§ **What you should do**: Output the material exactly, with every line intact.

§ **Listed records**:
Segment Open

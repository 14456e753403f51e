use crossbeam_channel::Sender;

use crate::config::AnnouncementConfig;

/// Something that can speak or display a short instruction
pub trait AnnouncementSink: Send {
    fn announce(&mut self, text: &str);
}

/// Writes announcements to the log at info level
#[derive(Debug, Default)]
pub struct LogSink;

impl AnnouncementSink for LogSink {
    fn announce(&mut self, text: &str) {
        log::info!("{}", text);
    }
}

/// Forwards announcements to a channel, e.g. a speech thread
#[derive(Debug)]
pub struct ChannelSink {
    tx: Sender<String>,
}

impl ChannelSink {
    pub fn new(tx: Sender<String>) -> Self {
        Self { tx }
    }
}

impl AnnouncementSink for ChannelSink {
    fn announce(&mut self, text: &str) {
        if self.tx.send(text.to_string()).is_err() {
            log::debug!("Announcement receiver gone, dropping: {}", text);
        }
    }
}

/// A sink plus an on/off switch
pub struct Announcer {
    enabled: bool,
    sink: Box<dyn AnnouncementSink>,
}

impl Announcer {
    pub fn new(sink: Box<dyn AnnouncementSink>, enabled: bool) -> Self {
        Self { enabled, sink }
    }

    pub fn from_config(config: &AnnouncementConfig) -> Self {
        Self::new(Box::new(LogSink), config.enabled)
    }

    pub fn is_enabled(&self) -> bool {
        self.enabled
    }

    pub fn set_enabled(&mut self, enabled: bool) {
        self.enabled = enabled;
    }

    pub fn announce(&mut self, text: &str) {
        if self.enabled {
            self.sink.announce(text);
        }
    }
}

impl Default for Announcer {
    fn default() -> Self {
        Self::from_config(&AnnouncementConfig::default())
    }
}

impl std::fmt::Debug for Announcer {
    fn fmt(&self, f: &mut std::fmt::Formatter<'_>) -> std::fmt::Result {
        f.debug_struct("Announcer")
            .field("enabled", &self.enabled)
            .finish_non_exhaustive()
    }
}

pub fn starting_message(destination: &str) -> String {
    format!("Starting navigation to {destination}. Follow the arrows.")
}

pub fn approaching_message(waypoint: &str) -> String {
    format!("Approaching {waypoint}")
}

pub fn arrived_message(destination: &str) -> String {
    format!("You have arrived at {destination}")
}
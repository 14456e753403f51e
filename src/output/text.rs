use super::Formatter;
use crate::navigation::{NavEvent, TurnGuidance};

pub struct TextFormatter {
    verbose: bool,
}

impl TextFormatter {
    pub fn new(verbose: bool) -> Self {
        Self { verbose }
    }
}

impl Formatter for TextFormatter {
    fn format_event(&self, event: &NavEvent) -> String {
        match event {
            NavEvent::RouteStarted {
                start,
                destination,
                waypoints,
                distance,
                estimated_secs,
            } => format!(
                "Route: {} -> {} ({} waypoints, {:.1} m, ~{} s)",
                start.name, destination.name, waypoints, distance, estimated_secs
            ),
            NavEvent::RouteNotFound { start, end, reason } => {
                format!("No route from {} to {}: {}", start, end, reason)
            }
            NavEvent::StepCounted { total_steps } => format!("Steps: {}", total_steps),
            NavEvent::WaypointReached {
                index,
                node,
                total_steps,
                remaining_distance,
            } => {
                if self.verbose {
                    format!(
                        "Waypoint {:>2}: {} [{}] at {} steps, {:.1} m remaining",
                        index, node.name, node.id, total_steps, remaining_distance
                    )
                } else {
                    format!("Waypoint {:>2}: {}", index, node.name)
                }
            }
            NavEvent::Arrived { node, total_steps } => {
                format!("Arrived at {} after {} steps", node.name, total_steps)
            }
            NavEvent::Cancelled { at_index } => {
                format!("Navigation cancelled at waypoint {}", at_index)
            }
            NavEvent::SensorFault { kind, message } => {
                format!("Sensor fault ({:?}): {}", kind, message)
            }
        }
    }

    fn format_guidance(&self, guidance: &TurnGuidance) -> String {
        if self.verbose {
            format!(
                "{:<12} bearing: {:>5.1}° turn: {:>+6.1}° segment: {:.1} m",
                guidance.direction.to_string(),
                guidance.path_bearing,
                guidance.relative_angle,
                guidance.segment_distance
            )
        } else {
            guidance.direction.to_string()
        }
    }
}
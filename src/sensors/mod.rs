pub mod heading;
pub mod step_detector;

use std::time::Duration;

use serde::Serialize;

pub use heading::HeadingTracker;
pub use step_detector::{StepDetector, StepEvent};

/// One accelerometer reading in units of g
///
/// `timestamp` is monotonic time since the stream started.
#[derive(Debug, Clone, Copy, PartialEq)]
pub struct AccelSample {
    pub x: f64,
    pub y: f64,
    pub z: f64,
    pub timestamp: Duration,
}

impl AccelSample {
    pub fn new(x: f64, y: f64, z: f64, timestamp: Duration) -> Self {
        Self { x, y, z, timestamp }
    }

    pub fn magnitude(&self) -> f64 {
        (self.x * self.x + self.y * self.y + self.z * self.z).sqrt()
    }
}

/// Horizontal magnetometer components
#[derive(Debug, Clone, Copy, PartialEq)]
pub struct MagSample {
    pub x: f64,
    pub y: f64,
    pub timestamp: Duration,
}

impl MagSample {
    pub fn new(x: f64, y: f64, timestamp: Duration) -> Self {
        Self { x, y, timestamp }
    }
}

#[derive(Debug, Clone, Copy, PartialEq, Eq, Hash, Serialize)]
#[serde(rename_all = "snake_case")]
pub enum SensorKind {
    Accelerometer,
    Magnetometer,
}

/// What a sensor source delivers to the engine
#[derive(Debug, Clone, PartialEq)]
pub enum SensorEvent {
    Accelerometer(AccelSample),
    Magnetometer(MagSample),
    /// The subscription failed; no more samples follow until restarted
    StreamError { kind: SensorKind, message: String },
}

impl SensorEvent {
    pub fn timestamp(&self) -> Option<Duration> {
        match self {
            Self::Accelerometer(s) => Some(s.timestamp),
            Self::Magnetometer(s) => Some(s.timestamp),
            Self::StreamError { .. } => None,
        }
    }
}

Segment Closed

§ **Expected output**:
repository 14456e753403f51e
use crossbeam_channel::Sender;

use crate::config::AnnouncementConfig;

/// Something that can speak or display a short instruction
pub trait AnnouncementSink: Send {
    fn announce(&mut self, text: &str);
}

/// Writes announcements to the log at info level
#[derive(Debug, Default)]
pub struct LogSink;

impl AnnouncementSink for LogSink {
    fn announce(&mut self, text: &str) {
        log::info!("{}", text);
    }
}

/// Forwards announcements to a channel, e.g. a speech thread
#[derive(Debug)]
pub struct ChannelSink {
    tx: Sender<String>,
}

impl ChannelSink {
    pub fn new(tx: Sender<String>) -> Self {
        Self { tx }
    }
}

impl AnnouncementSink for ChannelSink {
    fn announce(&mut self, text: &str) {
        if self.tx.send(text.to_string()).is_err() {
            log::debug!("Announcement receiver gone, dropping: {}", text);
        }
    }
}

/// A sink plus an on/off switch
pub struct Announcer {
    enabled: bool,
    sink: Box<dyn AnnouncementSink>,
}

impl Announcer {
    pub fn new(sink: Box<dyn AnnouncementSink>, enabled: bool) -> Self {
        Self { enabled, sink }
    }

    pub fn from_config(config: &AnnouncementConfig) -> Self {
        Self::new(Box::new(LogSink), config.enabled)
    }

    pub fn is_enabled(&self) -> bool {
        self.enabled
    }

    pub fn set_enabled(&mut self, enabled: bool) {
        self.enabled = enabled;
    }

    pub fn announce(&mut self, text: &str) {
        if self.enabled {
            self.sink.announce(text);
        }
    }
}

impl Default for Announcer {
    fn default() -> Self {
        Self::from_config(&AnnouncementConfig::default())
    }
}

impl std::fmt::Debug for Announcer {
    fn fmt(&self, f: &mut std::fmt::Formatter<'_>) -> std::fmt::Result {
        f.debug_struct("Announcer")
            .field("enabled", &self.enabled)
            .finish_non_exhaustive()
    }
}

pub fn starting_message(destination: &str) -> String {
    format!("Starting navigation to {destination}. Follow the arrows.")
}

pub fn approaching_message(waypoint: &str) -> String {
    format!("Approaching {waypoint}")
}

pub fn arrived_message(destination: &str) -> String {
    format!("You have arrived at {destination}")
}
repository 14456e753403f51e
filename src/output/text.rs
use super::Formatter;
use crate::navigation::{NavEvent, TurnGuidance};

pub struct TextFormatter {
    verbose: bool,
}

impl TextFormatter {
    pub fn new(verbose: bool) -> Self {
        Self { verbose }
    }
}

impl Formatter for TextFormatter {
    fn format_event(&self, event: &NavEvent) -> String {
        match event {
            NavEvent::RouteStarted {
                start,
                destination,
                waypoints,
                distance,
                estimated_secs,
            } => format!(
                "Route: {} -> {} ({} waypoints, {:.1} m, ~{} s)",
                start.name, destination.name, waypoints, distance, estimated_secs
            ),
            NavEvent::RouteNotFound { start, end, reason } => {
                format!("No route from {} to {}: {}", start, end, reason)
            }
            NavEvent::StepCounted { total_steps } => format!("Steps: {}", total_steps),
            NavEvent::WaypointReached {
                index,
                node,
                total_steps,
                remaining_distance,
            } => {
                if self.verbose {
                    format!(
                        "Waypoint {:>2}: {} [{}] at {} steps, {:.1} m remaining",
                        index, node.name, node.id, total_steps, remaining_distance
                    )
                } else {
                    format!("Waypoint {:>2}: {}", index, node.name)
                }
            }
            NavEvent::Arrived { node, total_steps } => {
                format!("Arrived at {} after {} steps", node.name, total_steps)
            }
            NavEvent::Cancelled { at_index } => {
                format!("Navigation cancelled at waypoint {}", at_index)
            }
            NavEvent::SensorFault { kind, message } => {
                format!("Sensor fault ({:?}): {}", kind, message)
            }
        }
    }

    fn format_guidance(&self, guidance: &TurnGuidance) -> String {
        if self.verbose {
            format!(
                "{:<12} bearing: {:>5.1}° turn: {:>+6.1}° segment: {:.1} m",
                guidance.direction.to_string(),
                guidance.path_bearing,
                guidance.relative_angle,
                guidance.segment_distance
            )
        } else {
            guidance.direction.to_string()
        }
    }
}
filename src/sensors/mod.rs
pub mod heading;
pub mod step_detector;

use std::time::Duration;

use serde::Serialize;

pub use heading::HeadingTracker;
pub use step_detector::{StepDetector, StepEvent};

/// One accelerometer reading in units of g
///
/// `timestamp` is monotonic time since the stream started.
#[derive(Debug, Clone, Copy, PartialEq)]
pub struct AccelSample {
    pub x: f64,
    pub y: f64,
    pub z: f64,
    pub timestamp: Duration,
}

impl AccelSample {
    pub fn new(x: f64, y: f64, z: f64, timestamp: Duration) -> Self {
        Self { x, y, z, timestamp }
    }

    pub fn magnitude(&self) -> f64 {
        (self.x * self.x + self.y * self.y + self.z * self.z).sqrt()
    }
}

/// Horizontal magnetometer components
#[derive(Debug, Clone, Copy, PartialEq)]
pub struct MagSample {
    pub x: f64,
    pub y: f64,
    pub timestamp: Duration,
}

impl MagSample {
    pub fn new(x: f64, y: f64, timestamp: Duration) -> Self {
        Self { x, y, timestamp }
    }
}

#[derive(Debug, Clone, Copy, PartialEq, Eq, Hash, Serialize)]
#[serde(rename_all = "snake_case")]
pub enum SensorKind {
    Accelerometer,
    Magnetometer,
}

/// What a sensor source delivers to the engine
#[derive(Debug, Clone, PartialEq)]
pub enum SensorEvent {
    Accelerometer(AccelSample),
    Magnetometer(MagSample),
    /// The subscription failed; no more samples follow until restarted
    StreamError { kind: SensorKind, message: String },
}

impl SensorEvent {
    pub fn timestamp(&self) -> Option<Duration> {
        match self {
            Self::Accelerometer(s) => Some(s.timestamp),
            Self::Magnetometer(s) => Some(s.timestamp),
            Self::StreamError { .. } => None,
        }
    }
}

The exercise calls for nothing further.